Autrement, en matière de politique étrangère, tous ceux qui, de l’extrême-gauche aux patriotes, s’enfièvrent exclusivement pour la Palestine, tandis que l’Arménie subit au même moment le joug azéri dans le plus grand silence, doivent connaître les connivences entre le nazisme et l’islamisme palestinien, ne leur en déplaise. Et s’il y a des islamo-gauchistes, l’islamo-droitisme existe aussi, comme dirait Pierre-André Taguieff. Ce sera, j’en suis sûr, une dissonance cognitive pour eux. Alors venons-en au rapprochement historique entre le nazisme et l’islamisme. Pour commencer, que l’on rappelle qu’Hitler a créé en 1943 une division SS composée quasi exclusivement de musulmans bosniaques, la division Handschar. Ses membres furent encadrés par des imams et des mollahs. Hitler veilla à ce que ces hommes puissent exercer leurs pratiques religieuses sans empêchement. La division Handschar, précise Arnaud Folch, était une « sorte de Waffen-SS locale chargée de la lutte contre les juifs et les communistes ». Si Hitler et Himmler furent d’ardents pro-musulmans, la création de cette division SS en atteste, une partie substantielle du monde musulman le leur a bien rendu, notamment en faisant de Mein Kampf un best-seller en Orient. On aurait pu penser que la politique racialiste des nazis ait mis les musulmans dans le même sac que les juifs et les tziganes. Il n’en a rien été. Ce qui a lié les uns et les autres fut sans conteste un vieux fond antisémite commun. La proximité du Grand Mufti de Jérusalem, Al-Husseini, avec Hitler a soigneusement été occultée pendant longtemps. En outre, comme le souligne Arnaud Folch, pour de nombreux historiens, le Grand Mufti adhérait à la politique d’extermination des juifs. Il déclarait en novembre 43 : « Les musulmans devraient suivre l’exemple des allemands, qui ont trouvé une solution définitive au problème juif ». Si ce n’est pas clair ! Sachez encore que, si les soldats de la division Handschar furent entraînés en France, après la guerre le Grand Mufti trouva refuge dans notre beau pays qui lui permit, alors qu’il était recherché par les yougoslaves et les anglais pour collaboration et comme criminel de guerre, de s’enfuir en toute tranquillité vers le Liban, où il finit ses jours sans être le moins du monde inquiété. Alors, comment concilier une aversion du nazisme et un tropisme islamique ? Encore des non-sens qui handicapent les tentatives d’y voir clair.

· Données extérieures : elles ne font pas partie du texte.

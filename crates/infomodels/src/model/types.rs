//! Data model definitions: models, tables and fields.

use serde::{Deserialize, Serialize};

/// Declared type of a field.
#[derive(Debug, Clone, Copy, Default, PartialEq, Eq, Hash, Serialize, Deserialize)]
#[serde(rename_all = "snake_case")]
pub enum FieldType {
    /// Free text.
    #[default]
    String,
    /// Long free text; never length-checked.
    Text,
    Integer,
    /// Decimal or floating-point number.
    Number,
    Date,
    #[serde(rename = "datetime", alias = "timestamp")]
    DateTime,
    Time,
    Boolean,
}

/// One column of a table.
#[derive(Debug, Clone, PartialEq, Serialize, Deserialize)]
pub struct FieldDefinition {
    pub name: String,
    #[serde(rename = "type", default)]
    pub field_type: FieldType,
    /// Value may not be empty; header must contain the column.
    #[serde(default)]
    pub required: bool,
    /// Maximum length in characters.
    #[serde(default, skip_serializing_if = "Option::is_none")]
    pub length: Option<usize>,
    #[serde(default, skip_serializing_if = "Option::is_none")]
    pub description: Option<String>,
}

impl FieldDefinition {
    pub fn new(name: impl Into<String>, field_type: FieldType) -> Self {
        Self {
            name: name.into(),
            field_type,
            required: false,
            length: None,
            description: None,
        }
    }

    pub fn required(mut self) -> Self {
        self.required = true;
        self
    }

    pub fn with_length(mut self, length: usize) -> Self {
        self.length = Some(length);
        self
    }
}

/// A table of a data model.
#[derive(Debug, Clone, PartialEq, Serialize, Deserialize)]
pub struct TableDefinition {
    pub name: String,
    pub fields: Vec<FieldDefinition>,
    #[serde(default, skip_serializing_if = "Option::is_none")]
    pub description: Option<String>,
}

impl TableDefinition {
    pub fn new(name: impl Into<String>, fields: Vec<FieldDefinition>) -> Self {
        Self {
            name: name.into(),
            fields,
            description: None,
        }
    }

    /// Look up a field by name.
    pub fn field(&self, name: &str) -> Option<&FieldDefinition> {
        self.fields.iter().find(|f| f.name == name)
    }

    /// Names of fields in declaration order.
    pub fn field_names(&self) -> Vec<&str> {
        self.fields.iter().map(|f| f.name.as_str()).collect()
    }
}

/// A versioned data model.
#[derive(Debug, Clone, PartialEq, Serialize, Deserialize)]
pub struct ModelDefinition {
    pub name: String,
    pub version: String,
    pub tables: Vec<TableDefinition>,
}

impl ModelDefinition {
    /// Look up a table by name, ignoring ASCII case.
    pub fn table(&self, name: &str) -> Option<&TableDefinition> {
        self.tables.iter().find(|t| t.name.eq_ignore_ascii_case(name))
    }

    /// Table names in declaration order.
    pub fn table_names(&self) -> Vec<String> {
        self.tables.iter().map(|t| t.name.clone()).collect()
    }
}
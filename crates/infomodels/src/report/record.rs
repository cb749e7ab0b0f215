//! Validation error records emitted by a validator while scanning a file.

use std::fmt;

use serde::{Deserialize, Serialize};

/// Kind of problem a validator detected.
#[derive(Debug, Clone, Copy, PartialEq, Eq, Hash, PartialOrd, Ord, Serialize, Deserialize)]
#[serde(rename_all = "snake_case")]
pub enum ErrorCode {
    /// Header names a column the table does not define.
    UnknownField,
    /// Header lacks a column the table requires.
    MissingField,
    /// Row has a different number of columns than the header.
    ColumnCount,
    /// Required value is empty.
    RequiredValue,
    /// Value is not an integer.
    Integer,
    /// Value is not a number.
    Number,
    /// Value is not a calendar date.
    Date,
    /// Value is not a date and time.
    DateTime,
    /// Value is not a time of day.
    Time,
    /// Value is not a boolean.
    Boolean,
    /// Value is longer than the field allows.
    Length,
}

impl ErrorCode {
    /// Stable numeric code shown in reports.
    pub fn code(&self) -> u16 {
        match self {
            ErrorCode::UnknownField => 100,
            ErrorCode::MissingField => 101,
            ErrorCode::ColumnCount => 200,
            ErrorCode::RequiredValue => 300,
            ErrorCode::Integer => 301,
            ErrorCode::Number => 302,
            ErrorCode::Date => 303,
            ErrorCode::DateTime => 304,
            ErrorCode::Time => 305,
            ErrorCode::Boolean => 306,
            ErrorCode::Length => 307,
        }
    }

    /// Default human-readable description.
    pub fn description(&self) -> &'static str {
        match self {
            ErrorCode::UnknownField => "Unknown field in header",
            ErrorCode::MissingField => "Required field missing from header",
            ErrorCode::ColumnCount => "Wrong number of columns",
            ErrorCode::RequiredValue => "Value is required",
            ErrorCode::Integer => "Value is not an integer",
            ErrorCode::Number => "Value is not a number",
            ErrorCode::Date => "Value is not a date (YYYY-MM-DD)",
            ErrorCode::DateTime => "Value is not a datetime",
            ErrorCode::Time => "Value is not a time (HH:MM[:SS])",
            ErrorCode::Boolean => "Value is not a boolean",
            ErrorCode::Length => "Value exceeds the maximum length",
        }
    }
}

impl fmt::Display for ErrorCode {
    fn fmt(&self, f: &mut fmt::Formatter<'_>) -> fmt::Result {
        write!(f, "{}", self.code())
    }
}

/// A single validation failure.
///
/// Row-level errors carry no `field`; field-level errors name the column whose
/// value failed. Line numbers are 1-based, with the header on line 1.
#[derive(Debug, Clone, PartialEq, Eq, Serialize, Deserialize)]
pub struct ValidationError {
    pub code: ErrorCode,
    pub description: String,
    pub line: u64,
    #[serde(skip_serializing_if = "Option::is_none")]
    pub field: Option<String>,
    pub value: String,
    #[serde(skip_serializing_if = "Option::is_none")]
    pub context: Option<String>,
}

impl ValidationError {
    /// Create a row-level error.
    pub fn row(code: ErrorCode, line: u64, value: impl Into<String>) -> Self {
        debug_assert!(line >= 1, "validation error lines are 1-based");
        Self {
            code,
            description: code.description().to_string(),
            line,
            field: None,
            value: value.into(),
            context: None,
        }
    }

    /// Create a field-level error.
    pub fn field(
        code: ErrorCode,
        line: u64,
        field: impl Into<String>,
        value: impl Into<String>,
    ) -> Self {
        debug_assert!(line >= 1, "validation error lines are 1-based");
        Self {
            code,
            description: code.description().to_string(),
            line,
            field: Some(field.into()),
            value: value.into(),
            context: None,
        }
    }

    /// Attach extra context shown after the value.
    pub fn with_context(mut self, context: impl Into<String>) -> Self {
        self.context = Some(context.into());
        self
    }

    /// Override the default description.
    pub fn with_description(mut self, description: impl Into<String>) -> Self {
        self.description = description.into();
        self
    }

    /// Returns true if this error is not attributable to one column.
    pub fn is_row_level(&self) -> bool {
        self.field.is_none()
    }

    /// Render as a report example: ``line 12: `abc` (max 2)``.
    pub fn example(&self) -> String {
        match &self.context {
            Some(context) => format!("line {}: `{}` {}", self.line, self.value, context),
            None => format!("line {}: `{}`", self.line, self.value),
        }
    }
}

#[cfg(test)]
mod tests {
    use super::*;

    #[test]
    fn test_example_without_context() {
        let err = ValidationError::field(ErrorCode::Integer, 4, "age", "abc");
        assert_eq!(err.example(), "line 4: `abc`");
        assert!(!err.is_row_level());
    }

    #[test]
    fn test_example_with_context() {
        let err = ValidationError::row(ErrorCode::ColumnCount, 9, "3")
            .with_context("(expected 5 columns)");
        assert_eq!(err.example(), "line 9: `3` (expected 5 columns)");
        assert!(err.is_row_level());
    }

    #[test]
    fn test_codes_are_unique() {
        let codes = [
            ErrorCode::UnknownField,
            ErrorCode::MissingField,
            ErrorCode::ColumnCount,
            ErrorCode::RequiredValue,
            ErrorCode::Integer,
            ErrorCode::Number,
            ErrorCode::Date,
            ErrorCode::DateTime,
            ErrorCode::Time,
            ErrorCode::Boolean,
            ErrorCode::Length,
        ];
        let mut numbers: Vec<u16> = codes.iter().map(|c| c.code()).collect();
        numbers.sort();
        numbers.dedup();
        assert_eq!(numbers.len(), codes.len());
    }
}
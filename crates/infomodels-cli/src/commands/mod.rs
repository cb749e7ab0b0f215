//! CLI command implementations.

pub mod annotate;
pub mod compress;
pub mod constrain;
pub mod expand;
pub mod load;
pub mod validate;

#[cfg(test)]
mod fixtures;
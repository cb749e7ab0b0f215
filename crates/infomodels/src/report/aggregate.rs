//! Grouping of validation errors by classification, field and code.

use indexmap::{IndexMap, IndexSet};
use serde::{Deserialize, Serialize};

use super::record::{ErrorCode, ValidationError};

/// Whether an error applies to a whole row or to one field.
#[derive(Debug, Clone, Copy, PartialEq, Eq, Hash, Serialize, Deserialize)]
#[serde(rename_all = "lowercase")]
pub enum Classification {
    Row,
    Field,
}

/// Identifies one report group.
#[derive(Debug, Clone, PartialEq, Eq, Hash, Serialize, Deserialize)]
pub struct AggregationKey {
    pub classification: Classification,
    pub field: Option<String>,
    pub code: ErrorCode,
}

impl AggregationKey {
    /// Key for an error: field-level when it names a field, row-level otherwise.
    pub fn for_error(error: &ValidationError) -> Self {
        match &error.field {
            Some(field) => Self {
                classification: Classification::Field,
                field: Some(field.clone()),
                code: error.code,
            },
            None => Self {
                classification: Classification::Row,
                field: None,
                code: error.code,
            },
        }
    }
}

/// Accumulated errors sharing one [`AggregationKey`].
#[derive(Debug, Clone)]
pub struct AggregatedGroup {
    pub key: AggregationKey,
    /// Description of the first error observed for the key.
    pub description: String,
    /// Number of errors observed, which may exceed the number of lines.
    pub count: usize,
    /// Distinct affected lines in encounter order.
    pub lines: IndexSet<u64>,
    /// Retained instances in encounter order. Row-level groups keep only the first.
    pub instances: Vec<ValidationError>,
}

impl AggregatedGroup {
    fn new(key: AggregationKey, first: &ValidationError) -> Self {
        Self {
            key,
            description: first.description.clone(),
            count: 0,
            lines: IndexSet::new(),
            instances: Vec::new(),
        }
    }

    fn push(&mut self, error: ValidationError) {
        self.count += 1;
        self.lines.insert(error.line);

        match self.key.classification {
            Classification::Row => {
                if self.instances.is_empty() {
                    self.instances.push(error);
                }
            }
            Classification::Field => self.instances.push(error),
        }
    }

    /// The first error observed for this group.
    pub fn first(&self) -> Option<&ValidationError> {
        self.instances.first()
    }

    /// Affected lines sorted ascending, ready for range compression.
    pub fn sorted_lines(&self) -> Vec<u64> {
        let mut lines: Vec<u64> = self.lines.iter().copied().collect();
        lines.sort_unstable();
        lines
    }
}

/// Buckets a stream of validation errors for one scanning session.
#[derive(Debug, Default)]
pub struct ErrorAggregator {
    groups: IndexMap<AggregationKey, AggregatedGroup>,
    observed: usize,
}

impl ErrorAggregator {
    /// Create an empty aggregator.
    pub fn new() -> Self {
        Self::default()
    }

    /// Record one error.
    pub fn observe(&mut self, error: ValidationError) {
        let key = AggregationKey::for_error(&error);
        self.observed += 1;
        self.groups
            .entry(key)
            .or_insert_with_key(|key| AggregatedGroup::new(key.clone(), &error))
            .push(error);
    }

    /// All groups in order of first occurrence.
    pub fn groups(&self) -> impl Iterator<Item = &AggregatedGroup> {
        self.groups.values()
    }

    /// Row-level groups in order of first occurrence.
    pub fn row_groups(&self) -> impl Iterator<Item = &AggregatedGroup> {
        self.groups_of(Classification::Row)
    }

    /// Field-level groups in order of first occurrence.
    pub fn field_groups(&self) -> impl Iterator<Item = &AggregatedGroup> {
        self.groups_of(Classification::Field)
    }

    fn groups_of(&self, classification: Classification) -> impl Iterator<Item = &AggregatedGroup> {
        self.groups
            .values()
            .filter(move |g| g.key.classification == classification)
    }

    /// Look up a group by key.
    pub fn get(&self, key: &AggregationKey) -> Option<&AggregatedGroup> {
        self.groups.get(key)
    }

    /// Number of distinct groups.
    pub fn len(&self) -> usize {
        self.groups.len()
    }

    /// True when no error has been observed.
    pub fn is_empty(&self) -> bool {
        self.groups.is_empty()
    }

    /// Total number of errors observed across all groups.
    pub fn observed(&self) -> usize {
        self.observed
    }
}
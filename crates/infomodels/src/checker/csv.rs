//! Streaming CSV checker.

use std::collections::VecDeque;
use std::fs::File;
use std::io::{BufReader, Read};
use std::path::Path;

use csv::StringRecord;

use super::rules::check_value;
use super::{RecordScan, RecordValidator};
use crate::error::{InfomodelsError, Result};
use crate::model::{FieldDefinition, TableDefinition};
use crate::report::{ErrorCode, ValidationError};

/// Checker configuration.
#[derive(Debug, Clone)]
pub struct CheckerConfig {
    /// Field delimiter.
    pub delimiter: u8,
    /// Quote character.
    pub quote: u8,
    /// Trim surrounding whitespace from header names.
    pub trim_header: bool,
}

impl Default for CheckerConfig {
    fn default() -> Self {
        Self {
            delimiter: b',',
            quote: b'"',
            trim_header: true,
        }
    }
}

/// Validates CSV files field by field against a [`TableDefinition`].
#[derive(Debug, Clone, Default)]
pub struct CsvChecker {
    config: CheckerConfig,
}

impl CsvChecker {
    /// Create a checker with default configuration.
    pub fn new() -> Self {
        Self::default()
    }

    /// Create a checker with custom configuration.
    pub fn with_config(config: CheckerConfig) -> Self {
        Self { config }
    }

    /// Scan any reader, e.g. an in-memory buffer.
    pub fn scan_reader<R: Read>(
        &self,
        reader: R,
        path: &Path,
        table: &TableDefinition,
    ) -> Result<CsvScan<R>> {
        let mut reader = csv::ReaderBuilder::new()
            .delimiter(self.config.delimiter)
            .quote(self.config.quote)
            .has_headers(false)
            .flexible(true)
            .from_reader(reader);

        let mut record = StringRecord::new();
        let has_header = reader
            .read_record(&mut record)
            .map_err(|e| InfomodelsError::Structural {
                path: path.to_path_buf(),
                message: format!("could not read CSV header: {}", e),
            })?;

        if !has_header || record.iter().all(|h| h.trim().is_empty()) {
            return Err(InfomodelsError::Structural {
                path: path.to_path_buf(),
                message: "file has no header".to_string(),
            });
        }

        let header: Vec<String> = record
            .iter()
            .map(|h| {
                if self.config.trim_header {
                    h.trim().to_string()
                } else {
                    h.to_string()
                }
            })
            .collect();

        let mut pending = VecDeque::new();
        let columns: Vec<Option<FieldDefinition>> = header
            .iter()
            .enumerate()
            .map(|(i, name)| {
                let field = table.field(name).cloned();
                if field.is_none() {
                    pending.push_back(
                        ValidationError::row(ErrorCode::UnknownField, 1, name.clone())
                            .with_context(format!("(column {})", i + 1)),
                    );
                }
                field
            })
            .collect();

        for field in table.fields.iter().filter(|f| f.required) {
            if !header.iter().any(|h| h == &field.name) {
                pending.push_back(ValidationError::row(
                    ErrorCode::MissingField,
                    1,
                    field.name.clone(),
                ));
            }
        }

        tracing::debug!(
            table = %table.name,
            columns = header.len(),
            header_errors = pending.len(),
            "read CSV header"
        );

        Ok(CsvScan {
            reader,
            header,
            columns,
            pending,
            record,
            line: 1,
            failure: None,
            done: false,
        })
    }
}

impl RecordValidator for CsvChecker {
    type Scan = CsvScan<BufReader<File>>;

    fn open(&self, path: &Path, table: &TableDefinition) -> Result<Self::Scan> {
        let file = File::open(path).map_err(|e| InfomodelsError::Structural {
            path: path.to_path_buf(),
            message: format!("could not open file: {}", e),
        })?;
        self.scan_reader(BufReader::new(file), path, table)
    }
}

/// Lazy scan over one CSV file. Yields header errors first, then row errors.
pub struct CsvScan<R> {
    reader: csv::Reader<R>,
    header: Vec<String>,
    columns: Vec<Option<FieldDefinition>>,
    pending: VecDeque<ValidationError>,
    record: StringRecord,
    line: u64,
    failure: Option<InfomodelsError>,
    done: bool,
}

impl<R: Read> CsvScan<R> {
    fn check_record(&mut self) {
        let line = self
            .record
            .position()
            .map(|p| p.line())
            .unwrap_or(self.line + 1);
        self.line = line;

        if self.record.len() != self.header.len() {
            self.pending.push_back(
                ValidationError::row(ErrorCode::ColumnCount, line, self.record.len().to_string())
                    .with_context(format!("(expected {} columns)", self.header.len())),
            );
            return;
        }

        for (value, column) in self.record.iter().zip(&self.columns) {
            let Some(field) = column else { continue };
            if let Some(violation) = check_value(field, value) {
                let mut err = ValidationError::field(violation.code, line, &field.name, value);
                if let Some(context) = violation.context {
                    err = err.with_context(context);
                }
                self.pending.push_back(err);
            }
        }
    }
}

impl<R: Read> Iterator for CsvScan<R> {
    type Item = ValidationError;

    fn next(&mut self) -> Option<ValidationError> {
        loop {
            if let Some(err) = self.pending.pop_front() {
                return Some(err);
            }
            if self.done {
                return None;
            }

            match self.reader.read_record(&mut self.record) {
                Ok(true) => self.check_record(),
                Ok(false) => self.done = true,
                Err(e) => {
                    self.failure = Some(e.into());
                    self.done = true;
                }
            }
        }
    }
}

impl<R: Read> RecordScan for CsvScan<R> {
    fn header(&self) -> &[String] {
        &self.header
    }

    fn failure(&self) -> Option<&InfomodelsError> {
        self.failure.as_ref()
    }
}

#[cfg(test)]
mod tests {
    use super::*;
    use crate::model::FieldType;

    fn person() -> TableDefinition {
        TableDefinition::new(
            "person",
            vec![
                FieldDefinition::new("person_id", FieldType::Integer).required(),
                FieldDefinition::new("birth_date", FieldType::Date),
                FieldDefinition::new("zip", FieldType::String).with_length(5),
            ],
        )
    }

    fn scan(data: &str) -> Vec<ValidationError> {
        CsvChecker::new()
            .scan_reader(data.as_bytes(), Path::new("person.csv"), &person())
            .unwrap()
            .collect()
    }

    #[test]
    fn test_clean_file() {
        let errors = scan("person_id,birth_date,zip\n1,2010-01-01,19104\n2,,\n");
        assert!(errors.is_empty());
    }

    #[test]
    fn test_field_errors_have_lines() {
        let errors = scan("person_id,birth_date,zip\n1,2010-01-01,19104\nx,2010-13-01,191040\n");
        assert_eq!(errors.len(), 3);
        assert!(errors.iter().all(|e| e.line == 3));
        assert_eq!(errors[0].code, ErrorCode::Integer);
        assert_eq!(errors[0].field.as_deref(), Some("person_id"));
        assert_eq!(errors[1].code, ErrorCode::Date);
        assert_eq!(errors[2].example(), "line 3: `191040` (max 5)");
    }

    #[test]
    fn test_column_count_is_row_level() {
        let errors = scan("person_id,birth_date,zip\n1,2010-01-01\n");
        assert_eq!(errors.len(), 1);
        assert!(errors[0].is_row_level());
        assert_eq!(errors[0].code, ErrorCode::ColumnCount);
        assert_eq!(errors[0].line, 2);
    }

    #[test]
    fn test_header_errors() {
        let errors = scan("birth_date,zip,favorite_color\n2010-01-01,19104,blue\n");
        let codes: Vec<ErrorCode> = errors.iter().map(|e| e.code).collect();
        assert_eq!(codes, vec![ErrorCode::UnknownField, ErrorCode::MissingField]);
        assert!(errors.iter().all(|e| e.line == 1 && e.is_row_level()));
    }

    #[test]
    fn test_quoted_newline_keeps_physical_lines() {
        let errors = scan("person_id,birth_date,zip\n1,2010-01-01,\"19\n104\"\nx,2010-01-01,19104\n");
        let integer = errors.iter().find(|e| e.code == ErrorCode::Integer).unwrap();
        assert_eq!(integer.line, 4);
    }

    #[test]
    fn test_empty_file_is_structural() {
        let result = CsvChecker::new().scan_reader("".as_bytes(), Path::new("e.csv"), &person());
        assert!(matches!(result, Err(ref e) if e.is_structural()));
    }

    #[test]
    fn test_missing_file_is_structural() {
        let result = CsvChecker::new().open(Path::new("/nonexistent/person.csv"), &person());
        assert!(matches!(result, Err(ref e) if e.is_structural()));
    }

    #[test]
    fn test_header_is_exposed() {
        let scan = CsvChecker::new()
            .scan_reader("zip,person_id\n".as_bytes(), Path::new("p.csv"), &person())
            .unwrap();
        assert_eq!(scan.header(), &["zip".to_string(), "person_id".to_string()]);
        assert!(scan.failure().is_none());
    }
}
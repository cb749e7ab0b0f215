//! Compress command - pack data directories into tar archives.

use std::path::PathBuf;

use colored::Colorize;
use infomodels::package;

pub fn run(dirs: Vec<PathBuf>, output: Option<PathBuf>) -> Result<(), Box<dyn std::error::Error>> {
    if output.is_some() && dirs.len() > 1 {
        return Err("--output can only be used with a single data directory".into());
    }

    for dir in &dirs {
        let archive = output
            .clone()
            .unwrap_or_else(|| package::default_archive_path(dir));

        let files = package::pack(dir, &archive)?;
        tracing::info!(datadir = %dir.display(), archive = %archive.display(), files, "packed data directory");

        println!(
            "{} {} -> {} ({} files)",
            "Packed".green().bold(),
            dir.display(),
            archive.display().to_string().white(),
            files
        );
    }

    Ok(())
}
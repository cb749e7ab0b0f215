//! infomodels: ETL support for datasets that conform to a versioned healthcare data model.
//!
//! The heart of the crate is the validation reporting core in [`report`]: a
//! validator emits one [`ValidationError`] per problem it finds while scanning
//! a file, an [`ErrorAggregator`] buckets them, and the finished session is
//! condensed into a bounded [`FileReport`] with compressed line ranges and a
//! handful of sampled examples per group.
//!
//! The second piece is [`schema_state`], which infers the model and version a
//! target schema currently holds from its append-only operation log.
//!
//! The remaining modules are the local collaborators the command-line tool
//! drives: data directory metadata, model definitions, a streaming CSV checker,
//! tar packaging and a file-backed warehouse.
//!
//! # Example
//!
//! ```no_run
//! use infomodels::{CsvChecker, ModelCatalog, Sampler, SamplingStrategy, validate_file};
//!
//! let catalog = ModelCatalog::open("models").unwrap();
//! let model = catalog.resolve("pedsnet", None).unwrap();
//! let table = model.table("person").unwrap();
//!
//! let mut sampler = Sampler::with_seed(SamplingStrategy::Distinct, 7);
//! let report = validate_file(&CsvChecker::new(), "data/person.csv", table, &mut sampler).unwrap();
//!
//! println!("errors found: {}", report.has_errors());
//! ```

pub mod checker;
pub mod datadir;
pub mod error;
pub mod model;
pub mod package;
pub mod report;
pub mod schema_state;
pub mod warehouse;

mod session;

pub use checker::{CsvChecker, RecordScan, RecordValidator};
pub use datadir::{Annotation, DataDirectory, MetadataRecord};
pub use error::{InfomodelsError, Result};
pub use model::{FieldDefinition, FieldType, ModelCatalog, ModelDefinition, TableDefinition};
pub use report::{
    AggregatedGroup, AggregationKey, Classification, ErrorAggregator, ErrorCode, FileReport,
    GroupSummary, ReportFormat, ReportRenderer, Sampler, SamplingStrategy, ValidationError,
};
pub use schema_state::{
    MemoryLog, Operation, OperationLog, OperationLogEntry, SchemaState, SchemaStateError,
    SchemaStateResolver,
};
pub use session::validate_file;
pub use warehouse::{VersionHistory, Warehouse};
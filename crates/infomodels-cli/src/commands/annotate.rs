//! Annotate command - checksum data files and write metadata.csv.

use std::path::PathBuf;

use colored::Colorize;
use infomodels::{Annotation, DataDirectory};

use crate::config::Config;

pub fn run(
    config: &Config,
    dir: PathBuf,
    site: String,
    data_version: String,
    etl: String,
    json: bool,
) -> Result<(), Box<dyn std::error::Error>> {
    let mut data = DataDirectory::open(&dir)?;

    let (model, version) = config
        .model_for(&data)
        .ok_or("A data model is required: pass --model or annotate a directory that has metadata")?;

    let model_version = match version {
        Some(v) => v,
        None => config.load_model(&model, None)?.version,
    };

    let annotation = Annotation {
        site,
        model,
        model_version,
        data_version,
        etl,
    };

    let count = data.annotate(&annotation)?.len();
    let path = data.write_metadata()?;
    tracing::info!(datadir = %dir.display(), files = count, "annotated data directory");

    if json {
        println!("{}", serde_json::to_string_pretty(data.records())?);
        return Ok(());
    }

    println!(
        "{} {} files in {}",
        "Annotated".green().bold(),
        count.to_string().white().bold(),
        dir.display()
    );
    for record in data.records() {
        println!("  {:30} {}", record.filename, record.table.cyan());
    }
    println!("Metadata written to {}", path.display().to_string().white());

    Ok(())
}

Je me tourne maintenant vers ceux qui restent fidèles à la gauche, confits dans leurs certitudes et aveugles à ses contradictions. Ceux-là refusent qu’on les traite d’antisémites parce qu’ils soutiennent l’islamisme malgré ses accointances avec l’extrême-droite germanique. Pourtant ces personnes doivent admettre que la gauche n’a pas rejeté les juifs du jour au lendemain. Les racines de cet antisémitisme remontent au moins au stalinisme. Néanmoins, pour travestir cet antisémitisme de mauvais aloi, les progressistes disent vouloir s’en prendre aux « sionistes » et non aux juifs. En fait, c’est un interdit de dire vouloir s’en prendre aux juifs, mais pas un interdit de le faire. Etre antisémite relève de l’hérésie dans le discours mais pas dans les actes. Voilà toute l’hypocrisie. Un réquisitoire lapidaire est dressé là encore par Arnaud Folch dans Valeurs Actuelles : « Occultée par l’histoire officielle, la politique antisémite de Staline après la guerre est pourtant avérée. Complot des blouses blanches, procès de Prague, projet de déportation des juifs… » Roy Medvedev, historien dissident, écrit : « Staline jeta son masque idéologique et fit ouvertement de l’antisémitisme une partie intégrante de sa politique ». A tel point que Vladimir Komarov, membre du Ministère de la Sécurité d’Etat, victime d’une purge en 1953, écrira à Staline pour réclamer sa libération en faisant valoir son antisémitisme ! Tout cela est confirmé dès 53 dans les colonnes du New York Times, qui parle d’un retour de la folie nazie. « Empruntant une fois encore aux méthodes hitlériennes, le régime de Staline a désormais adopté ouvertement et sans conteste l’antisémitisme comme arme contre ses propres dissensions internes. » Et de fait un plan de déportation des juifs était en préparation au Kremlin. S’offusquant d’être rabaissés au rang de nazis, les communistes nièrent ni plus ni moins les faits historiques. Mais la vérité sortit sous la plume de Soljenitsyne dans l’Archipel du goulag : « Il semblait que Staline se préparait alors à organiser un grand massacre des juifs. » In extremis, ces derniers ne durent leur salut qu’à la mort du dictateur révéré jusque-là par la gauche occidentale.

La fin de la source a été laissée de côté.